**Input records**
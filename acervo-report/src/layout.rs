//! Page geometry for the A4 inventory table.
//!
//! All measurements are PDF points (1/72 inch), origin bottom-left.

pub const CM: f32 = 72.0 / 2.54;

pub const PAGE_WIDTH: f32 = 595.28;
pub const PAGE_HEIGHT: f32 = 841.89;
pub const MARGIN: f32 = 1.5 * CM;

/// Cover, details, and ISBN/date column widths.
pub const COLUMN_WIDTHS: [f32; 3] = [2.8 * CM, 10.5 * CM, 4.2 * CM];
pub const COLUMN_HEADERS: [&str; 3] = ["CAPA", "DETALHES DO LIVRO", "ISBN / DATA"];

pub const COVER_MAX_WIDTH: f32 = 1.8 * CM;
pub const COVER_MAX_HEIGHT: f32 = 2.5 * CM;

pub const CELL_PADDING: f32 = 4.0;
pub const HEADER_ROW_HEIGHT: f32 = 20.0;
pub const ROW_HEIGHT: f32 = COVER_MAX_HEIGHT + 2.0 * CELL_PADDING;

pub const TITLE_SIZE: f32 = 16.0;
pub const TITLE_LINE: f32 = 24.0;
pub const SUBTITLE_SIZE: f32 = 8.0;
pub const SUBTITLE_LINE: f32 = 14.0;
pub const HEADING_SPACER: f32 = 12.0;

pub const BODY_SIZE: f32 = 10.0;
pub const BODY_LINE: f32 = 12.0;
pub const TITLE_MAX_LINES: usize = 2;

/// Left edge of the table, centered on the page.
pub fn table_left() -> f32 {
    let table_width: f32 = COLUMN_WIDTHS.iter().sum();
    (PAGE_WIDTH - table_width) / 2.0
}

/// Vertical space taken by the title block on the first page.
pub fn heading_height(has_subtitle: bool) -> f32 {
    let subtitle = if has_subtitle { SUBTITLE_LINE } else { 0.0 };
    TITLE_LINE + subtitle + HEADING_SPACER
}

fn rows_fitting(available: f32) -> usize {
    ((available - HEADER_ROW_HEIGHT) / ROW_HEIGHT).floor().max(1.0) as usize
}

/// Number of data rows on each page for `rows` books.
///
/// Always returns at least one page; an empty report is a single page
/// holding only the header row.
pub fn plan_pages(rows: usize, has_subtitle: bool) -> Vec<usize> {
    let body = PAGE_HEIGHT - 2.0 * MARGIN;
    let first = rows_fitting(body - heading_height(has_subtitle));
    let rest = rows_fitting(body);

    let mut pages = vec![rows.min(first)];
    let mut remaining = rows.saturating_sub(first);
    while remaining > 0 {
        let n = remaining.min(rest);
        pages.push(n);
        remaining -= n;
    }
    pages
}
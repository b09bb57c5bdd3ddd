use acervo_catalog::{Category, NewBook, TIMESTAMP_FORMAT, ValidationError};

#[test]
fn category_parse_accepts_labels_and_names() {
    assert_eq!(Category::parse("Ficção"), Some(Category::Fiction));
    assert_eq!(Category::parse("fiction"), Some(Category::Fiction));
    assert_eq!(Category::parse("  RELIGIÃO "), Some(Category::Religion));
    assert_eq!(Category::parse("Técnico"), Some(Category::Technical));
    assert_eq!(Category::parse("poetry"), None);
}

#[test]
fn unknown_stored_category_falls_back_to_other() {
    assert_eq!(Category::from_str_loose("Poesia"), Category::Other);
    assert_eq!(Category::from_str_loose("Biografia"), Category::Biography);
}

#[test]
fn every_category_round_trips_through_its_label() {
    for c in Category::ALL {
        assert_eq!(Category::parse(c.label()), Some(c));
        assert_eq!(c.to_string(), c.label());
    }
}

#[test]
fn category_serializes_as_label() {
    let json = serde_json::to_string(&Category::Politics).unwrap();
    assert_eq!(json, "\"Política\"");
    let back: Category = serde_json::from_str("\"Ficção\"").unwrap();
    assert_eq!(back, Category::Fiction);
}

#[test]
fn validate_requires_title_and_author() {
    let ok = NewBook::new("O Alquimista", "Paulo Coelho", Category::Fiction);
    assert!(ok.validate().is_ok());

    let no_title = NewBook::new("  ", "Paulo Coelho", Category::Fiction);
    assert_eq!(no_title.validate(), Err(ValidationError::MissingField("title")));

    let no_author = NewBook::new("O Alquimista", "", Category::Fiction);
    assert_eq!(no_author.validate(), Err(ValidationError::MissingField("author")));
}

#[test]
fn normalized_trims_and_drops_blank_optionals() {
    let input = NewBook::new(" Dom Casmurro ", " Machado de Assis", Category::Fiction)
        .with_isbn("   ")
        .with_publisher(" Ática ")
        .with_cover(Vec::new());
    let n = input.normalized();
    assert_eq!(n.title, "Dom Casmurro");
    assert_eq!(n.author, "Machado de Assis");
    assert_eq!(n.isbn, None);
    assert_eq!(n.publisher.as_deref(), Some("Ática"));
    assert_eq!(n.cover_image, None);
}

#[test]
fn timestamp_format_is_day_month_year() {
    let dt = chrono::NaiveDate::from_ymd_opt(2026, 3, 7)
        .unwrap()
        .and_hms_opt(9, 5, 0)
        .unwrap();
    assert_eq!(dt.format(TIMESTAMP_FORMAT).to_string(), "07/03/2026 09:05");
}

**Description of the task**
Please print the listing exactly, keeping each line as it is.

**Completed task**
filename acervo-report/src/layout.rs
//! Page geometry for the A4 inventory table.
//!
//! All measurements are PDF points (1/72 inch), origin bottom-left.

pub const CM: f32 = 72.0 / 2.54;

pub const PAGE_WIDTH: f32 = 595.28;
pub const PAGE_HEIGHT: f32 = 841.89;
pub const MARGIN: f32 = 1.5 * CM;

/// Cover, details, and ISBN/date column widths.
pub const COLUMN_WIDTHS: [f32; 3] = [2.8 * CM, 10.5 * CM, 4.2 * CM];
pub const COLUMN_HEADERS: [&str; 3] = ["CAPA", "DETALHES DO LIVRO", "ISBN / DATA"];

pub const COVER_MAX_WIDTH: f32 = 1.8 * CM;
pub const COVER_MAX_HEIGHT: f32 = 2.5 * CM;

pub const CELL_PADDING: f32 = 4.0;
pub const HEADER_ROW_HEIGHT: f32 = 20.0;
pub const ROW_HEIGHT: f32 = COVER_MAX_HEIGHT + 2.0 * CELL_PADDING;

pub const TITLE_SIZE: f32 = 16.0;
pub const TITLE_LINE: f32 = 24.0;
pub const SUBTITLE_SIZE: f32 = 8.0;
pub const SUBTITLE_LINE: f32 = 14.0;
pub const HEADING_SPACER: f32 = 12.0;

pub const BODY_SIZE: f32 = 10.0;
pub const BODY_LINE: f32 = 12.0;
pub const TITLE_MAX_LINES: usize = 2;

/// Left edge of the table, centered on the page.
pub fn table_left() -> f32 {
    let table_width: f32 = COLUMN_WIDTHS.iter().sum();
    (PAGE_WIDTH - table_width) / 2.0
}

/// Vertical space taken by the title block on the first page.
pub fn heading_height(has_subtitle: bool) -> f32 {
    let subtitle = if has_subtitle { SUBTITLE_LINE } else { 0.0 };
    TITLE_LINE + subtitle + HEADING_SPACER
}

fn rows_fitting(available: f32) -> usize {
    ((available - HEADER_ROW_HEIGHT) / ROW_HEIGHT).floor().max(1.0) as usize
}

/// Number of data rows on each page for `rows` books.
///
/// Always returns at least one page; an empty report is a single page
/// holding only the header row.
pub fn plan_pages(rows: usize, has_subtitle: bool) -> Vec<usize> {
    let body = PAGE_HEIGHT - 2.0 * MARGIN;
    let first = rows_fitting(body - heading_height(has_subtitle));
    let rest = rows_fitting(body);

    let mut pages = vec![rows.min(first)];
    let mut remaining = rows.saturating_sub(first);
    while remaining > 0 {
        let n = remaining.min(rest);
        pages.push(n);
        remaining -= n;
    }
    pages
}
repository b09bb57c5bdd3ddd
use acervo_catalog::{Category, NewBook, TIMESTAMP_FORMAT, ValidationError};

#[test]
fn category_parse_accepts_labels_and_names() {
    assert_eq!(Category::parse("Ficção"), Some(Category::Fiction));
    assert_eq!(Category::parse("fiction"), Some(Category::Fiction));
    assert_eq!(Category::parse("  RELIGIÃO "), Some(Category::Religion));
    assert_eq!(Category::parse("Técnico"), Some(Category::Technical));
    assert_eq!(Category::parse("poetry"), None);
}

#[test]
fn unknown_stored_category_falls_back_to_other() {
    assert_eq!(Category::from_str_loose("Poesia"), Category::Other);
    assert_eq!(Category::from_str_loose("Biografia"), Category::Biography);
}

#[test]
fn every_category_round_trips_through_its_label() {
    for c in Category::ALL {
        assert_eq!(Category::parse(c.label()), Some(c));
        assert_eq!(c.to_string(), c.label());
    }
}

#[test]
fn category_serializes_as_label() {
    let json = serde_json::to_string(&Category::Politics).unwrap();
    assert_eq!(json, "\"Política\"");
    let back: Category = serde_json::from_str("\"Ficção\"").unwrap();
    assert_eq!(back, Category::Fiction);
}

#[test]
fn validate_requires_title_and_author() {
    let ok = NewBook::new("O Alquimista", "Paulo Coelho", Category::Fiction);
    assert!(ok.validate().is_ok());

    let no_title = NewBook::new("  ", "Paulo Coelho", Category::Fiction);
    assert_eq!(no_title.validate(), Err(ValidationError::MissingField("title")));

    let no_author = NewBook::new("O Alquimista", "", Category::Fiction);
    assert_eq!(no_author.validate(), Err(ValidationError::MissingField("author")));
}

#[test]
fn normalized_trims_and_drops_blank_optionals() {
    let input = NewBook::new(" Dom Casmurro ", " Machado de Assis", Category::Fiction)
        .with_isbn("   ")
        .with_publisher(" Ática ")
        .with_cover(Vec::new());
    let n = input.normalized();
    assert_eq!(n.title, "Dom Casmurro");
    assert_eq!(n.author, "Machado de Assis");
    assert_eq!(n.isbn, None);
    assert_eq!(n.publisher.as_deref(), Some("Ática"));
    assert_eq!(n.cover_image, None);
}

#[test]
fn timestamp_format_is_day_month_year() {
    let dt = chrono::NaiveDate::from_ymd_opt(2026, 3, 7)
        .unwrap()
        .and_hms_opt(9, 5, 0)
        .unwrap();
    assert_eq!(dt.format(TIMESTAMP_FORMAT).to_string(), "07/03/2026 09:05");
}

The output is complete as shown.